Mais, le rapport à la Singularité qu'entretiennent les chercheurs anxieux est de l'ordre de la gnose : un système de pensée philosophico-religieux qui se fonde sur une révélation intérieure, permettant d'accéder aux choses divines réservé aux seuls initiés et permettant de saisir les mystères menant au salut. Les gnostiques, en effet, pensaient qu'il existait deux dieux : le vrai Dieu, caché, et le faux Dieu, démiurge qui a créé un univers artificiel auquel il nous fait croire. Pour s'arracher à cette croyance, il faut détenir la connaissance, seule capable de mener au vrai Dieu. Mais cette connaissance n'est pas rationnelle, elle est de l'ordre de la Révélation. Cet arrachement se fait par une rupture, ne laissant aucune place au retour en arrière. le but est de trouver le Dieu authentique avec lequel nous ne ferons qu'un. On voit l'analogie avec la « croyance » en la Singularité : l'Intelligence Artificielle permet de compiler toutes les connaissances dans tous les domaines de la science afin de percer les secrets de l'Univers, l'anticipation de la Singularité repose sur des récits de science –fiction davantage que sur des analyses scientifiques. Par ailleurs on se retrouve dans la même logique d'opposition entre matière et spiritualité, puisque les chercheurs envisagent un monde dans lequel l'esprit humain sera téléchargé dans des machines et dissocié de son corps faillible et mortel.

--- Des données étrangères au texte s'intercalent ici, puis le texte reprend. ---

impl Remediator {
    pub fn new(
        db: Database,
        fabric_id: impl Into<String>,
        source: Arc<dyn SourceTree>,
        cluster: Arc<dyn ClusterClient>,
        concurrency: usize,
        action_timeout: Duration,
    ) -> Self {
        let fabric_id = fabric_id.into();
        Self {
            alerts: AlertManager::new(db.clone(), fabric_id.clone()),
            db,
            fabric_id,
            source,
            cluster,
            concurrency: concurrency.max(1),
            action_timeout,
        }
    }

    /// Runs `action` on every member of `batch`.
    pub async fn execute_batch(
        &self,
        batch: &Batch,
        action: ResolutionAction,
        by: &str,
    ) -> Result<BatchResult> {
        if !batch.key.alert_type.allows(action) {
            return Err(AlertError::ActionNotAllowed {
                action,
                alert_type: batch.key.alert_type,
            }
            .into());
        }

        log::info!(
            "Executing {} on batch {} ({} alert(s) of type {})",
            action,
            batch.id,
            batch.alerts.len(),
            batch.key.alert_type
        );

        let jobs = batch.alerts.iter().cloned().map(|a| (a, action)).collect();
        let span = tracing::info_span!("remediate", batch = %batch.id, action = %action);
        let mut result = self.run_all(jobs, by).instrument(span).await;
        result.batch_id = Some(batch.id.clone());
        Ok(result)
    }

    /// Runs `action` on a single alert, as requested by an operator.
    pub async fn execute(
        &self,
        alert_id: &str,
        action: ResolutionAction,
        by: &str,
    ) -> Result<ActionOutcome> {
        let alert = crate::db::alert_repo::find_by_id(&self.db, alert_id)?
            .ok_or_else(|| AlertError::NotFound(alert_id.to_string()))?;
        if !alert.alert_type.allows(action) {
            return Err(AlertError::ActionNotAllowed {
                action,
                alert_type: alert.alert_type,
            }
            .into());
        }
        Ok(self.run_member(alert, action, by).await)
    }

    /// Runs the automatic action of every open alert that has one.
    pub async fn run_auto(&self, now: DateTime<Utc>) -> Result<BatchResult> {
        let jobs: Vec<(Alert, ResolutionAction)> = self
            .alerts
            .list_open(now)?
            .into_iter()
            .filter_map(|a| a.alert_type.auto_action(a.severity).map(|action| (a, action)))
            .collect();
        if jobs.is_empty() {
            return Ok(BatchResult::default());
        }
        log::info!("Auto-remediating {} alert(s)", jobs.len());
        Ok(self.run_all(jobs, MANAGER_NAME).await)
    }

    async fn run_all(&self, jobs: Vec<(Alert, ResolutionAction)>, by: &str) -> BatchResult {
        let outcomes: Vec<ActionOutcome> = stream::iter(jobs)
            .map(|(alert, action)| self.run_member(alert, action, by))
            .buffer_unordered(self.concurrency)
            .collect()
            .await;

        let mut result = BatchResult::default();
        for outcome in outcomes {
            result.push(outcome);
        }
        result
    }

    async fn run_member(&self, alert: Alert, action: ResolutionAction, by: &str) -> ActionOutcome {
        let mut outcome = ActionOutcome {
            alert_id: alert.id.clone(),
            resource_id: alert.resource_id.clone(),
            action,
            success: false,
            error: None,
        };

        let run = tokio::time::timeout(self.action_timeout, self.perform(&alert, action, by)).await;
        let error = match run {
            Ok(Ok(())) => {
                outcome.success = true;
                return outcome;
            }
            Ok(Err(e)) => e,
            Err(_) => GitOpsError::ActionTimeout {
                action: action.to_string(),
                secs: self.action_timeout.as_secs(),
            },
        };

        log::warn!("{} on alert {} failed: {}", action, alert.id, error);
        if let Err(raise_err) = self.raise_failure(&alert, action, &error) {
            log::error!("Failed to record sync failure for alert {}: {}", alert.id, raise_err);
        }
        outcome.error = Some(error.to_string());
        outcome
    }

    async fn perform(&self, alert: &Alert, action: ResolutionAction, by: &str) -> Result<()> {
        if !action.has_side_effects() {
            self.alerts
                .record_resolution(&alert.id, action, by, Utc::now())?;
            return Ok(());
        }

        let resource_id = alert.resource_id.as_deref().ok_or_else(|| GitOpsError::ActionRejected {
            action: action.to_string(),
            reason: format!("alert {} is not attached to a resource", alert.id),
        })?;
        let resource = resource_repo::find_by_id(&self.db, resource_id)?
            .ok_or_else(|| GitOpsError::ResourceNotFound(resource_id.to_string()))?;

        match action {
            ResolutionAction::UpdateGit => self.update_git(&resource)?,
            ResolutionAction::ApplyToCluster => self.apply_to_cluster(&resource).await?,
            ResolutionAction::ImportToGit => self.import_to_git(&resource)?,
            ResolutionAction::DeleteFromCluster => self.delete_from_cluster(&resource).await?,
            ResolutionAction::ManualReview | ResolutionAction::Ignore | ResolutionAction::Reconciled => {}
        }

        let now = Utc::now();
        self.alerts.record_resolution(&alert.id, action, by, now)?;
        self.alerts
            .resolve_for_resource(resource_id, &[AlertType::SyncFailure], now)?;
        if action == ResolutionAction::DeleteFromCluster && resource.state == ResourceState::Orphaned {
            self.alerts
                .resolve_for_resource(resource_id, AlertType::all(), now)?;
        }
        Ok(())
    }

    /// Writes the cluster state back to the resource's record, then marks
    /// the drift reconciled. The old record is restored if the commit fails.
    fn update_git(&self, resource: &ManagedResource) -> Result<()> {
        let rejected = |reason: &str| GitOpsError::ActionRejected {
            action: ResolutionAction::UpdateGit.to_string(),
            reason: format!("{}: {}", resource.identity(), reason),
        };
        if resource.drift_status == DriftStatus::DesiredOnly {
            return Err(rejected("the resource is missing from the cluster"));
        }
        let actual = resource
            .actual_spec
            .clone()
            .ok_or_else(|| rejected("no actual spec observed"))?;

        let now = Utc::now();
        let path = resource
            .source_path
            .clone()
            .map(PathBuf::from)
            .unwrap_or_else(|| {
                PathBuf::from(resource.kind.directory()).join(format!("{}.yaml", resource.name))
            });
        let previous = match self.source.read(&path) {
            Ok(bytes) => Some(bytes),
            Err(SourceError::NotFound(_)) => None,
            Err(e) => return Err(e.into()),
        };

        let record = previous
            .as_deref()
            .and_then(|bytes| serde_yaml::from_slice::<ManagedRecord>(bytes).ok())
            .map(|mut record| {
                record.spec = actual.clone();
                record
            })
            .unwrap_or_else(|| {
                ingest::record_for(&resource.identity(), &self.fabric_id, actual.clone(), now)
            });

        let commit = source::commit_id(self.source.as_ref(), now);
        let mut step = lifecycle::transition(
            resource,
            Trigger::ReconciliationConfirmed {
                desired: Some(actual),
                commit: Some(commit),
            },
            now,
        )?;
        step.resource.source_path = Some(path.display().to_string());

        self.source.write(&path, &ingest::render_record(&record)?)?;
        if let Err(e) = resource_repo::commit_transition(&self.db, &step, &now) {
            let restored = match &previous {
                Some(bytes) => self.source.write(&path, bytes),
                None => self.source.remove(&path),
            };
            if let Err(restore_err) = restored {
                log::error!("Failed to restore {}: {}", path.display(), restore_err);
            }
            return Err(e.into());
        }

        log::info!("Wrote cluster state of {} to {}", resource.identity(), path.display());
        Ok(())
    }

    /// Applies the desired spec and confirms the observed result.
    async fn apply_to_cluster(&self, resource: &ManagedResource) -> Result<()> {
        let desired = resource
            .desired_spec
            .clone()
            .ok_or_else(|| GitOpsError::ActionRejected {
                action: ResolutionAction::ApplyToCluster.to_string(),
                reason: format!("{} has no desired spec", resource.identity()),
            })?;

        let object = ClusterObject::new(&resource.identity(), desired.clone());
        let status = self.cluster.apply(&object).await?;
        log::info!("Applied {} to {}", resource.identity(), self.cluster.name());

        let mut current = resource.clone();
        for attempt in 1..=COMMIT_ATTEMPTS {
            let now = Utc::now();
            let mut triggers = vec![Trigger::ObserveActual {
                actual: desired.clone(),
                status: status.clone(),
            }];
            match current.state {
                ResourceState::Drifted => triggers.push(Trigger::ReconciliationConfirmed {
                    desired: None,
                    commit: None,
                }),
                ResourceState::Pending => triggers.push(Trigger::ApplyConfirmed),
                _ => {}
            }

            let steps = lifecycle::chain(&current, triggers, now)?;
            match resource_repo::commit_transitions(&self.db, &steps, &now) {
                Ok(_) => return Ok(()),
                Err(e) if e.is_conflict() && attempt < COMMIT_ATTEMPTS => {
                    log::debug!("Record of {} changed during apply, reloading", resource.identity());
                    current = resource_repo::find_by_id(&self.db, &resource.id)?
                        .ok_or_else(|| GitOpsError::ResourceNotFound(resource.id.clone()))?;
                }
                Err(e) => return Err(e.into()),
            }
        }
        Err(GitOpsError::Contention(resource.identity().to_string()))
    }

    /// Writes an orphan's cluster state as a new record and adopts it.
    fn import_to_git(&self, resource: &ManagedResource) -> Result<()> {
        let actual = resource
            .actual_spec
            .clone()
            .ok_or_else(|| GitOpsError::ActionRejected {
                action: ResolutionAction::ImportToGit.to_string(),
                reason: format!("{} has no actual spec", resource.identity()),
            })?;

        let now = Utc::now();
        let commit = source::commit_id(self.source.as_ref(), now);
        let mut step = lifecycle::transition(resource, Trigger::Import { commit }, now)?;

        let record = ingest::record_for(&resource.identity(), &self.fabric_id, actual, now);
        let path = ingest::create_record(
            self.source.as_ref(),
            resource.kind,
            &resource.name,
            &ingest::render_record(&record)?,
        )?;
        step.resource.source_path = Some(path.display().to_string());

        if let Err(e) = resource_repo::commit_transition(&self.db, &step, &now) {
            if let Err(remove_err) = self.source.remove(&path) {
                log::error!("Failed to remove {}: {}", path.display(), remove_err);
            }
            return Err(e.into());
        }

        log::info!("Imported {} into {}", resource.identity(), path.display());
        Ok(())
    }

    /// Deletes the object from the cluster; an orphan's record is retired.
    async fn delete_from_cluster(&self, resource: &ManagedResource) -> Result<()> {
        match self
            .cluster
            .delete(resource.kind, &resource.namespace, &resource.name)
            .await
        {
            Ok(()) | Err(ClusterError::NotFound(_)) => {}
            Err(e) => return Err(e.into()),
        }
        log::info!("Deleted {} from {}", resource.identity(), self.cluster.name());

        if resource.state == ResourceState::Orphaned {
            resource_repo::delete(&self.db, resource, "deleted from cluster", &Utc::now())?;
        }
        Ok(())
    }

    fn raise_failure(&self, alert: &Alert, action: ResolutionAction, error: &GitOpsError) -> Result<()> {
        let now = Utc::now();
        let message = format!("{} failed for alert {}: {}", action, alert.id, error);
        let resource = match alert.resource_id.as_deref() {
            Some(id) => resource_repo::find_by_id(&self.db, id)?,
            None => None,
        };
        let failure = match resource {
            Some(resource) => {
                Alert::for_resource(&resource, AlertType::SyncFailure, Severity::High, message, now)
            }
            None => Alert::new(
                &self.fabric_id,
                AlertType::SyncFailure,
                Severity::High,
                alert.subject.clone(),
                message,
                now,
            ),
        };
        self.alerts.raise(failure.with_details(json!({
            "action": action,
            "alertId": alert.id,
            "error": error.to_string(),
        })))?;
        Ok(())
    }
}
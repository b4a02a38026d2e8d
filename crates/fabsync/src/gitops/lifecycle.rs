//! Six-state resource lifecycle.
//!
//! [`transition`] is the single place that decides whether a trigger may
//! fire and what it does to a resource. It is pure: callers persist the
//! returned [`Transition`] through `db::resource_repo::commit_transition`,
//! which writes the new record and the history row in one transaction.

use chrono::{DateTime, Utc};
use serde_json::Value;
use std::collections::{HashMap, VecDeque};
use thiserror::Error;

use super::drift::{self, DriftReport};
use super::resource::{DriftStatus, ManagedResource, ResourceState, SpecDocument};

use ResourceState::*;

/// Directed edges of the lifecycle graph, with the trigger that walks them.
const EDGES: &[(ResourceState, ResourceState, &str)] = &[
    (Draft, Committed, "commit"),
    (Committed, Pending, "source_sync_observed"),
    (Pending, Synced, "apply_confirmed"),
    (Synced, Drifted, "drift_detected"),
    (Drifted, Synced, "reconciliation_confirmed"),
    (Synced, Pending, "desired_changed"),
    (Orphaned, Committed, "import"),
    (Orphaned, Draft, "begin_editing"),
    (Draft, Orphaned, "orphan_detected"),
    (Committed, Orphaned, "orphan_detected"),
    (Pending, Orphaned, "orphan_detected"),
    (Synced, Orphaned, "orphan_detected"),
    (Drifted, Orphaned, "orphan_detected"),
];

/// Something that happened to a resource.
#[derive(Debug, Clone, PartialEq)]
pub enum Trigger {
    /// Operator committed the draft.
    Commit { commit: String },
    /// The committed record was observed in the source tree.
    SourceSyncObserved,
    /// The cluster reports the resource after an apply.
    ApplyConfirmed,
    /// The detector found drift on a synced resource.
    DriftDetected { report: DriftReport },
    /// Drift is gone. `desired` is set when the source was updated to match.
    ReconciliationConfirmed {
        desired: Option<SpecDocument>,
        commit: Option<String>,
    },
    /// The source tree declares a different desired spec.
    DesiredChanged { desired: SpecDocument, commit: String },
    /// An orphan is adopted: its actual spec becomes the desired spec.
    Import { commit: String },
    /// An orphan is copied into a draft for editing.
    BeginEditing,
    /// The resource exists in the cluster but no longer in the source tree.
    OrphanDetected,
    /// Replace the draft spec.
    EditDraft { draft: SpecDocument },
    /// Refresh the observed cluster state.
    ObserveActual {
        actual: SpecDocument,
        status: Option<Value>,
    },
    /// Refresh stored drift fields without changing state.
    RecordDrift { report: DriftReport },
}

impl Trigger {
    pub fn name(&self) -> &'static str {
        match self {
            Trigger::Commit { .. } => "commit",
            Trigger::SourceSyncObserved => "source_sync_observed",
            Trigger::ApplyConfirmed => "apply_confirmed",
            Trigger::DriftDetected { .. } => "drift_detected",
            Trigger::ReconciliationConfirmed { .. } => "reconciliation_confirmed",
            Trigger::DesiredChanged { .. } => "desired_changed",
            Trigger::Import { .. } => "import",
            Trigger::BeginEditing => "begin_editing",
            Trigger::OrphanDetected => "orphan_detected",
            Trigger::EditDraft { .. } => "edit_draft",
            Trigger::ObserveActual { .. } => "observe_actual",
            Trigger::RecordDrift { .. } => "record_drift",
        }
    }

    /// Target state for `from`, or `None` if the trigger cannot fire there.
    fn target(&self, from: ResourceState) -> Option<ResourceState> {
        match (self, from) {
            (Trigger::Commit { .. }, Draft) => Some(Committed),
            (Trigger::SourceSyncObserved, Committed) => Some(Pending),
            (Trigger::ApplyConfirmed, Pending) => Some(Synced),
            (Trigger::DriftDetected { .. }, Synced) => Some(Drifted),
            (Trigger::ReconciliationConfirmed { .. }, Drifted) => Some(Synced),
            (Trigger::DesiredChanged { .. }, Synced) => Some(Pending),
            (Trigger::DesiredChanged { .. }, Committed | Pending | Drifted) => Some(from),
            (Trigger::Import { .. }, Orphaned) => Some(Committed),
            (Trigger::BeginEditing, Orphaned) => Some(Draft),
            (Trigger::OrphanDetected, s) if s != Orphaned => Some(Orphaned),
            (Trigger::EditDraft { .. }, Draft) => Some(Draft),
            (Trigger::ObserveActual { .. }, s) => Some(s),
            (Trigger::RecordDrift { .. }, s) if s != Draft => Some(s),
            _ => None,
        }
    }

    /// The state this trigger normally leads to, used in rejection messages.
    fn nominal_target(&self, from: ResourceState) -> ResourceState {
        match self {
            Trigger::Commit { .. } | Trigger::Import { .. } => Committed,
            Trigger::SourceSyncObserved | Trigger::DesiredChanged { .. } => Pending,
            Trigger::ApplyConfirmed | Trigger::ReconciliationConfirmed { .. } => Synced,
            Trigger::DriftDetected { .. } => Drifted,
            Trigger::BeginEditing | Trigger::EditDraft { .. } => Draft,
            Trigger::OrphanDetected => Orphaned,
            Trigger::ObserveActual { .. } | Trigger::RecordDrift { .. } => from,
        }
    }
}

/// Why a trigger was refused. The resource is never modified on rejection.
#[derive(Error, Debug, Clone, PartialEq)]
pub enum TransitionError {
    #[error("invalid transition {from} -> {to} ({trigger}); {}", describe_path(.suggested_path))]
    Invalid {
        from: ResourceState,
        to: ResourceState,
        trigger: &'static str,
        suggested_path: Option<Vec<ResourceState>>,
    },

    #[error("cannot apply {trigger} to {from} resource: {reason}")]
    PreconditionFailed {
        from: ResourceState,
        trigger: &'static str,
        reason: String,
    },
}

fn describe_path(path: &Option<Vec<ResourceState>>) -> String {
    match path {
        Some(states) => {
            let rendered: Vec<&str> = states.iter().map(|s| s.as_str()).collect();
            format!("valid path: {}", rendered.join(" -> "))
        }
        None => "no valid path exists".to_string(),
    }
}

/// A computed, not yet persisted, change to a resource.
#[derive(Debug, Clone, PartialEq)]
pub struct Transition {
    pub from: ResourceState,
    pub to: ResourceState,
    pub trigger: &'static str,
    pub reason: String,
    pub resource: ManagedResource,
}

impl Transition {
    pub fn changes_state(&self) -> bool {
        self.from != self.to
    }
}

/// Shortest valid path from `from` to `to` through the lifecycle graph,
/// including both endpoints.
pub fn shortest_path(from: ResourceState, to: ResourceState) -> Option<Vec<ResourceState>> {
    if from == to {
        return Some(vec![from]);
    }

    let mut previous: HashMap<ResourceState, ResourceState> = HashMap::new();
    let mut queue = VecDeque::from([from]);

    while let Some(current) = queue.pop_front() {
        for &(edge_from, edge_to, _) in EDGES {
            if edge_from != current || edge_to == from || previous.contains_key(&edge_to) {
                continue;
            }
            previous.insert(edge_to, current);
            if edge_to == to {
                let mut path = vec![to];
                let mut cursor = to;
                while let Some(&prev) = previous.get(&cursor) {
                    path.push(prev);
                    cursor = prev;
                }
                path.reverse();
                return Some(path);
            }
            queue.push_back(edge_to);
        }
    }

    None
}

/// Returns true when the lifecycle graph has a direct edge `from -> to`.
pub fn is_direct_edge(from: ResourceState, to: ResourceState) -> bool {
    EDGES.iter().any(|&(f, t, _)| f == from && t == to)
}

/// Rejects a requested state change that has no direct edge.
pub fn check_edge(from: ResourceState, to: ResourceState) -> Result<(), TransitionError> {
    if is_direct_edge(from, to) {
        return Ok(());
    }
    Err(TransitionError::Invalid {
        from,
        to,
        trigger: "requested",
        suggested_path: shortest_path(from, to),
    })
}

/// Applies `trigger` to `resource`, returning the resulting record.
pub fn transition(
    resource: &ManagedResource,
    trigger: Trigger,
    now: DateTime<Utc>,
) -> Result<Transition, TransitionError> {
    let from = resource.state;
    let trigger_name = trigger.name();

    let Some(to) = trigger.target(from) else {
        let to = trigger.nominal_target(from);
        return Err(TransitionError::Invalid {
            from,
            to,
            trigger: trigger_name,
            suggested_path: shortest_path(from, to),
        });
    };

    let fail = |reason: String| TransitionError::PreconditionFailed {
        from,
        trigger: trigger_name,
        reason,
    };

    let mut next = resource.clone();
    let reason: String;

    match trigger {
        Trigger::Commit { commit } => {
            let draft = next
                .draft_spec
                .take()
                .ok_or_else(|| fail("draft spec is not set".to_string()))?;
            next.desired_spec = Some(draft);
            next.desired_commit = Some(commit.clone());
            next.desired_updated = Some(now);
            refresh_drift(&mut next, to);
            reason = format!("committed at {}", commit);
        }
        Trigger::SourceSyncObserved => {
            if next.desired_spec.is_none() {
                return Err(fail("desired spec is not set".to_string()));
            }
            next.desired_updated = Some(now);
            reason = "record observed in source tree".to_string();
        }
        Trigger::ApplyConfirmed => {
            if next.actual_spec.is_none() {
                return Err(fail("actual spec has not been observed".to_string()));
            }
            refresh_drift(&mut next, to);
            reason = "apply confirmed by cluster".to_string();
        }
        Trigger::DriftDetected { report } => {
            if !report.has_drift() {
                return Err(fail("drift score is zero".to_string()));
            }
            reason = format!("drift detected (score {:.2})", report.score);
            store_report(&mut next, report, to);
        }
        Trigger::ReconciliationConfirmed { desired, commit } => {
            if let Some(desired) = desired {
                next.desired_spec = Some(desired);
                next.desired_updated = Some(now);
                if let Some(commit) = commit {
                    next.desired_commit = Some(commit);
                }
            }
            let report = drift::detect(next.desired_spec.as_ref(), next.actual_spec.as_ref());
            if let Some(report) = report.as_ref().filter(|r| r.has_drift()) {
                return Err(fail(format!("drift not resolved (score {:.2})", report.score)));
            }
            next.drift_score = 0.0;
            next.drift_status = DriftStatus::InSync;
            next.drift_details = None;
            reason = "reconciliation confirmed".to_string();
        }
        Trigger::DesiredChanged { desired, commit } => {
            if next.desired_spec.as_ref() == Some(&desired) {
                return Err(fail("desired spec is unchanged".to_string()));
            }
            next.desired_spec = Some(desired);
            next.desired_commit = Some(commit.clone());
            next.desired_updated = Some(now);
            refresh_drift(&mut next, to);
            reason = format!("new desired state at {}", commit);
        }
        Trigger::Import { commit } => {
            let actual = next
                .actual_spec
                .clone()
                .ok_or_else(|| fail("actual spec is not set".to_string()))?;
            next.desired_spec = Some(actual);
            next.desired_commit = Some(commit.clone());
            next.desired_updated = Some(now);
            refresh_drift(&mut next, to);
            reason = format!("imported from cluster at {}", commit);
        }
        Trigger::BeginEditing => {
            let actual = next
                .actual_spec
                .clone()
                .ok_or_else(|| fail("actual spec is not set".to_string()))?;
            next.draft_spec = Some(actual);
            reason = "draft seeded from cluster state".to_string();
        }
        Trigger::OrphanDetected => {
            if next.actual_spec.is_none() {
                return Err(fail("actual spec is not set".to_string()));
            }
            next.desired_spec = None;
            next.desired_commit = None;
            next.desired_updated = None;
            next.draft_spec = None;
            refresh_drift(&mut next, to);
            reason = "desired state no longer declared".to_string();
        }
        Trigger::EditDraft { draft } => {
            next.draft_spec = Some(draft);
            reason = "draft edited".to_string();
        }
        Trigger::ObserveActual { actual, status } => {
            next.actual_spec = Some(actual);
            next.actual_status = status;
            next.actual_updated = Some(now);
            refresh_drift(&mut next, to);
            reason = "cluster state observed".to_string();
        }
        Trigger::RecordDrift { report } => {
            reason = format!("drift recorded (score {:.2})", report.score);
            store_report(&mut next, report, to);
        }
    }

    next.state = to;
    if to != from {
        next.last_state_change = now;
        next.state_change_reason = Some(reason.clone());
    }

    next.check_invariants().map_err(fail)?;

    Ok(Transition {
        from,
        to,
        trigger: trigger_name,
        reason,
        resource: next,
    })
}

/// Applies `triggers` in order, each to the result of the previous one.
///
/// Either every step is valid or nothing is returned. Persist the result
/// with `db::resource_repo::commit_transitions`.
pub fn chain(
    resource: &ManagedResource,
    triggers: Vec<Trigger>,
    now: DateTime<Utc>,
) -> Result<Vec<Transition>, TransitionError> {
    let mut steps: Vec<Transition> = Vec::with_capacity(triggers.len());
    for trigger in triggers {
        let current = steps.last().map(|t| &t.resource).unwrap_or(resource);
        let step = transition(current, trigger, now)?;
        steps.push(step);
    }
    Ok(steps)
}

fn refresh_drift(resource: &mut ManagedResource, state: ResourceState) {
    match drift::detect(resource.desired_spec.as_ref(), resource.actual_spec.as_ref()) {
        Some(report) => store_report(resource, report, state),
        None => {
            resource.drift_score = 0.0;
            resource.drift_status = DriftStatus::InSync;
            resource.drift_details = None;
        }
    }
}

fn store_report(resource: &mut ManagedResource, report: DriftReport, state: ResourceState) {
    resource.drift_score = report.score;
    resource.drift_status = report.status;
    resource.drift_details = if report.has_drift() || state == Drifted {
        Some(report.details)
    } else {
        None
    };
}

Pourtant, la science nous montre dans de nombreux domaines que les phénomènes sont plus complexes qu'ils ne le paraissent (c'est le cas de la météorologie, des sciences du climat, de l'économie, de la politique…). Les mathématiques sont incompétentes à l'analyse de tous les phénomènes, notamment ceux qui sont produits par des humains… En définitive, la Singularité « peut » advenir, mais elle n'adviendra pas avec certitude. Alors pourquoi ces mises en garde alarmistes ? D'une manière générale, les catastrophes attirent le public. le commerce des catastrophes jalonne l'histoire des hommes. Cependant, ce commerce est ici dangereux et immoral. Dangereux parce que la croyance en la Singularité détoure le regard d'autres catastrophes aussi probables que cette dernière, mais immoral parce que ce sont les chercheurs les plus réputés, les industriels les plus immenses de notre époque qui nous effraient alors que face à eux, à leur notoriété et à leur pouvoir, nous sommes particulièrement naïfs !
Il est quand même assez paradoxal que ce soient justement les inventeurs de cette technologie avancée, voire leurs responsables, qui nous mettent en garde contre le danger des technologies qu'ils ont eux-mêmes développées et crées ! le font-ils parce que devenus ce qu'ils sont devenus sur la planète, ils seraient fascinés par leur propre démesure ; le font-ils, même inconsciemment, dans une stratégie de communication aux retombées mercantiles et destinées à accroître encore leurs empires ? Quoiqu'il en soit ils jouent les « pompiers pyromanes » ! Ce qui est certain, c'est que peu à peu, ils se substituent aux Etats, dans de nombreux domaines car ils se montrent plus compétents et plus riches qu'eux. Ainsi, dans le domaine de la sécurité (reconnaissance faciale par ex.), dans le domaine de l'éducation (partenariat Education Nationale et Microsoft en France, par ex), dans le domaine de la santé (avec tous les instruments connectés que l'on peut porter, par ex.), ils gagnent du terrain et font perdre aux gouvernements leur souveraineté.
L'Intelligence Artificielle ne mènera pas obligatoirement à l'extinction de l'humanité mais il est souhaitable de rester vigilant.